O nome representa uma reação de assenhoramento da coisa, uma tomada de posse do mundo, através de um procedimento visual táctil auditivo gustativo olfativo. A densidade e alcance da capacidade representativa cresceu com o homem, ao longo da marcha hominizante.

Disse Anatole France que a fala é um grito do habitante da selva complicado pelo mono antropóide. Ora, podemos imaginar como se deu a complicação:

I. a fala mímica, a fala de corpo, descrevendo um fazer, convidando a um fazer.

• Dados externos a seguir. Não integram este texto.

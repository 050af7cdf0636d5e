//! Low-level database layer for interaction with libmdbx.
//!
//! The API is kept generic enough that the backing engine could be swapped for another
//! Berkeley-DB-like store. Keys and values are opaque byte strings produced by
//! [`serialization::StorageSerde`]; higher layers attach meaning to them.
//!
//! Assumption: serialization is stable across runs of the same binary version, but not
//! guaranteed stable across versions (hence the schema version gate in the crate root).

#[cfg(test)]
#[path = "db_test.rs"]
mod db_test;
pub mod serialization;
pub mod serializers;
pub mod table_types;

use std::fmt::Debug;
use std::marker::PhantomData;
use std::path::{Path, PathBuf};
use std::sync::Arc;

use libmdbx::{Geometry, TableFlags, WriteMap};
use serde::{Deserialize, Serialize};

use self::serialization::{Key as KeyTrait, ValueSerde};

// Maximum number of named sub-databases the environment can host. The coverage schema
// needs a handful of tables; this leaves headroom without wasting environment slots.
const MAX_DBS: usize = 16;

type EnvironmentKind = WriteMap;
type Environment = libmdbx::Environment<EnvironmentKind>;

pub(crate) type DbKeyType<'env> = std::borrow::Cow<'env, [u8]>;
pub(crate) type DbValueType<'env> = std::borrow::Cow<'env, [u8]>;

/// Configuration for opening the backing MDBX environment.
#[derive(Clone, Debug, Serialize, Deserialize, PartialEq)]
pub struct DbConfig {
    /// Directory holding the database file(s).
    pub path_prefix: PathBuf,
    /// If true, opening fails unless the environment already exists on disk.
    pub enforce_file_exists: bool,
    /// Minimum mapped size, in bytes.
    pub min_size: usize,
    /// Maximum mapped size, in bytes.
    pub max_size: usize,
    /// Amount the mapping grows by once it fills up.
    pub growth_step: usize,
}

impl Default for DbConfig {
    fn default() -> Self {
        Self {
            path_prefix: PathBuf::from("."),
            enforce_file_exists: false,
            min_size: 1 << 20,    // 1MB
            max_size: 1 << 35,    // 32GB
            growth_step: 1 << 26, // 64MB
        }
    }
}

impl DbConfig {
    /// The directory the environment lives in.
    pub fn path(&self) -> PathBuf {
        self.path_prefix.clone()
    }
}

/// Errors surfaced by the low-level database layer.
#[derive(thiserror::Error, Debug)]
pub enum DbError {
    #[error(transparent)]
    Inner(#[from] libmdbx::Error),
    #[error("Deserialization failed.")]
    InnerDeserialization,
    #[error("Serialization failed.")]
    Serialization,
    #[error("{0}")]
    KeyAlreadyExists(KeyAlreadyExistsError),
    #[error("Append failed: key is not greater than the last key in the table.")]
    Append,
    #[error("Database file does not exist at {0}.")]
    FileDoesNotExist(PathBuf),
    #[error(transparent)]
    Io(#[from] std::io::Error),
}

/// Raised by [`table_types::Table::insert`] when the key is already present.
#[derive(Debug)]
pub struct KeyAlreadyExistsError(String);

impl KeyAlreadyExistsError {
    pub(crate) fn new(table_name: &'static str, key: &impl Debug, value: &impl Debug) -> Self {
        Self(format!("table {table_name}: key {key:?} already exists (attempted value {value:?})"))
    }
}

impl std::fmt::Display for KeyAlreadyExistsError {
    fn fmt(&self, f: &mut std::fmt::Formatter<'_>) -> std::fmt::Result {
        write!(f, "{}", self.0)
    }
}

pub type DbResult<V> = std::result::Result<V, DbError>;

/// Opens (or creates) an MDBX environment and returns a reader and a writer handle to it.
///
/// There is a single, non-`Clone` [`DbWriter`], so at most one write transaction can be open
/// at any given moment -- the environment itself is the mutual-exclusion mechanism described
/// in the concurrency model.
pub(crate) fn open_env(config: &DbConfig) -> DbResult<(DbReader, DbWriter)> {
    if config.enforce_file_exists && !config.path().join("mdbx.dat").exists() {
        return Err(DbError::FileDoesNotExist(config.path()));
    }
    std::fs::create_dir_all(config.path())?;
    let env = Arc::new(
        Environment::new()
            .set_geometry(Geometry {
                size: Some(config.min_size..config.max_size),
                growth_step: Some(config.growth_step as isize),
                ..Default::default()
            })
            .set_max_dbs(MAX_DBS)
            .open(Path::new(&config.path()))?,
    );
    Ok((DbReader { env: env.clone() }, DbWriter { env }))
}

/// A cloneable handle for starting read-only transactions.
#[derive(Clone)]
pub(crate) struct DbReader {
    env: Arc<Environment>,
}

/// A non-cloneable handle for starting read-write transactions.
pub(crate) struct DbWriter {
    env: Arc<Environment>,
}

impl DbReader {
    pub(crate) fn begin_ro_txn(&self) -> DbResult<DbTransaction<'_, RO>> {
        Ok(DbTransaction { txn: self.env.begin_ro_txn()? })
    }
}

impl DbWriter {
    pub(crate) fn begin_rw_txn(&mut self) -> DbResult<DbTransaction<'_, RW>> {
        Ok(DbTransaction { txn: self.env.begin_rw_txn()? })
    }

    pub(crate) fn create_table(
        &mut self,
        name: &'static str,
        flags: TableFlags,
    ) -> DbResult<()> {
        let txn = self.env.begin_rw_txn()?;
        txn.create_table(Some(name), flags)?;
        txn.commit()?;
        Ok(())
    }
}

/// Marker types distinguishing read-only from read-write transactions at the type level.
pub trait TransactionKind {
    type Internal: libmdbx::TransactionKind;
}

/// Read-only transaction marker.
pub struct RO {}
impl TransactionKind for RO {
    type Internal = libmdbx::RO;
}

/// Read-write transaction marker.
pub struct RW {}
impl TransactionKind for RW {
    type Internal = libmdbx::RW;
}

pub(crate) struct DbTransaction<'env, Mode: TransactionKind> {
    pub(crate) txn: libmdbx::Transaction<'env, Mode::Internal, EnvironmentKind>,
}

impl<'env, Mode: TransactionKind> DbTransaction<'env, Mode> {
    pub(crate) fn open_table<'txn, K: KeyTrait + Debug, V: ValueSerde, T>(
        &'txn self,
        table_id: &TableIdentifier<K, V, T>,
    ) -> DbResult<TableHandle<'txn, K, V, T>> {
        let database = self.txn.open_db(Some(table_id.name))?;
        Ok(TableHandle {
            database,
            name: table_id.name,
            _key_type: PhantomData,
            _value_type: PhantomData,
            _table_type: PhantomData,
        })
    }
}

impl<'env> DbTransaction<'env, RW> {
    pub(crate) fn commit(self) -> DbResult<()> {
        self.txn.commit()?;
        Ok(())
    }
}

/// A typed identifier for a named table; does not itself borrow the environment.
pub struct TableIdentifier<K, V, T> {
    pub(crate) name: &'static str,
    _key_type: PhantomData<K>,
    _value_type: PhantomData<V>,
    _table_type: PhantomData<T>,
}

impl<K, V, T> TableIdentifier<K, V, T> {
    pub(crate) fn new(name: &'static str) -> Self {
        Self { name, _key_type: PhantomData, _value_type: PhantomData, _table_type: PhantomData }
    }
}

/// A table opened within the scope of one transaction.
pub struct TableHandle<'env, K, V, T> {
    pub(crate) database: libmdbx::Database<'env>,
    pub(crate) name: &'static str,
    _key_type: PhantomData<K>,
    _value_type: PhantomData<V>,
    _table_type: PhantomData<T>,
}

pub(crate) struct DbCursor<'txn, Mode: TransactionKind, K, V, T> {
    pub(crate) cursor: libmdbx::Cursor<'txn, Mode::Internal>,
    _key_type: PhantomData<K>,
    _value_type: PhantomData<V>,
    _table_type: PhantomData<T>,
}

impl<'txn, Mode: TransactionKind, K, V, T> DbCursor<'txn, Mode, K, V, T> {
    pub(crate) fn new(cursor: libmdbx::Cursor<'txn, Mode::Internal>) -> Self {
        Self { cursor, _key_type: PhantomData, _value_type: PhantomData, _table_type: PhantomData }
    }
}
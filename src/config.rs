//! Ambient configuration for a coverage store.

use serde::{Deserialize, Serialize};

use crate::db::DbConfig;

/// Top-level configuration passed to [`crate::open_storage`] / [`crate::CoverageData::open`].
///
/// This intentionally does not vendor a full configuration-management crate (see `DESIGN.md`):
/// the knob surface here is small enough that plain `serde` round-tripping is sufficient.
#[derive(Clone, Debug, Serialize, Deserialize, PartialEq)]
pub struct StorageConfig {
    /// Low-level database geometry and location.
    pub db_config: DbConfig,
    /// Recorded in `Meta.version` on first install; identifies the producer.
    pub producer_version: String,
    /// Recorded in `Meta.sys_argv` on first install.
    pub sys_argv: String,
    /// Base filename (before any suffix); defaults to `.coverage`.
    pub basename: String,
    /// Optional per-process suffix; `None` means no suffix, `Some(Suffix::Generated)` is
    /// resolved by [`crate::lifecycle::generated_suffix`] into `<hostname>.<pid>.<random>`.
    pub suffix: Option<Suffix>,
}

/// How the on-disk filename is suffixed (§4.8).
#[derive(Clone, Debug, Serialize, Deserialize, PartialEq)]
pub enum Suffix {
    /// Append this literal suffix.
    Literal(String),
    /// Generate a `<hostname>.<pid>.<random>` suffix, unique per process.
    Generated,
}

impl Default for StorageConfig {
    fn default() -> Self {
        Self {
            db_config: DbConfig::default(),
            producer_version: env!("CARGO_PKG_VERSION").to_string(),
            sys_argv: String::new(),
            basename: ".coverage".to_string(),
            suffix: None,
        }
    }
}

impl StorageConfig {
    /// The initial `Meta` rows installed on a brand-new store (§4.2, §3).
    pub(crate) fn initial_meta(&self) -> Vec<(&'static str, String)> {
        vec![
            ("version", self.producer_version.clone()),
            ("sys_argv", self.sys_argv.clone()),
            ("when", crate::lifecycle::now_iso()),
        ]
    }
}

Cf. a dança guerreira ou a dança de caça do homem tribal.

persiste no homem, bem à flor da manifestação ingênua, um forte resíduo mímico, pronto a funcionar quando a ex pressão nos supreende sem palavras imediatas. Uma de minhas filhas, ginasiana, contou que tendo perguntado a várias pessoas o que é "massa compacta", cada uma de tais pessoas, antes de achar palavras com que dizer o que buscava, logo movia a mão em gesto plástico;

II. a fala pragmática, a fala dramática do homem antigo, quando começou a condicionar vozes coordenadas com o procedimento, vozes costurando a ação. Era uma fala de contexto fabular incipiente, toda sintagmada de presenças teatrais, toda banhada na sintaxe do teor fisionômico, do gesto díctico e plástico. Uma fala cheia de simultaneidades e concomitâncias;

a fala pragmática, imersa no contexto teatral, é de si econômica, mais capaz de imperativos, vocativos e expansões. Confronte-se, na frase "feche a porta", a melodia A da fala injuntiva com a melodia B da fala deprecativa, a melodia C da fala cominativa, etc.;

na fala pragmática, o contexto teatral e o contexto pessoal dispensam as possíveis riquezas do contexto fabular;

III. a fala teórica ou fala reminiscente, uma fala que reconstitui o vivido, caracterizada por seu teatro de ausências, pcr uma economia de presenças que lhe exige progresso da referência alusiva, do gesto plástico, da condensação vocabular;

se a fala dramática é uma fala vivencial, sob a força, in praesentia, do aqui e agora, hic et nunc, a fala reminiscente é revivencial. É uma re-presentação do acontecido em outro lugar e hora, in absentia, álibi et olim;

na fala reminiscente, levado pela saturação revivencial e imaginosa, melhor se obriga Primo ao esforço de modelar vozes e sinais. Nela é que se enriquece o contexto fabular, em marcha para aquela densidade colorida e plástica de um "epos" de Homero. Seu contexto teatral pode ficar reduzido à interpresença de Primo e Secundo. Se a fala é fala escrita, fica então reduzido a zero, incumbido o contexto fabular de suprir com vozes tudo que pode;

a fala reminiscente ou teórica representa a vitória do poder expressivo. É retrospectiva e prospectiva. É natural mente expositiva e enunciativa. É o veículo da tradição grupal, da contribuição individual, da riqueza humana.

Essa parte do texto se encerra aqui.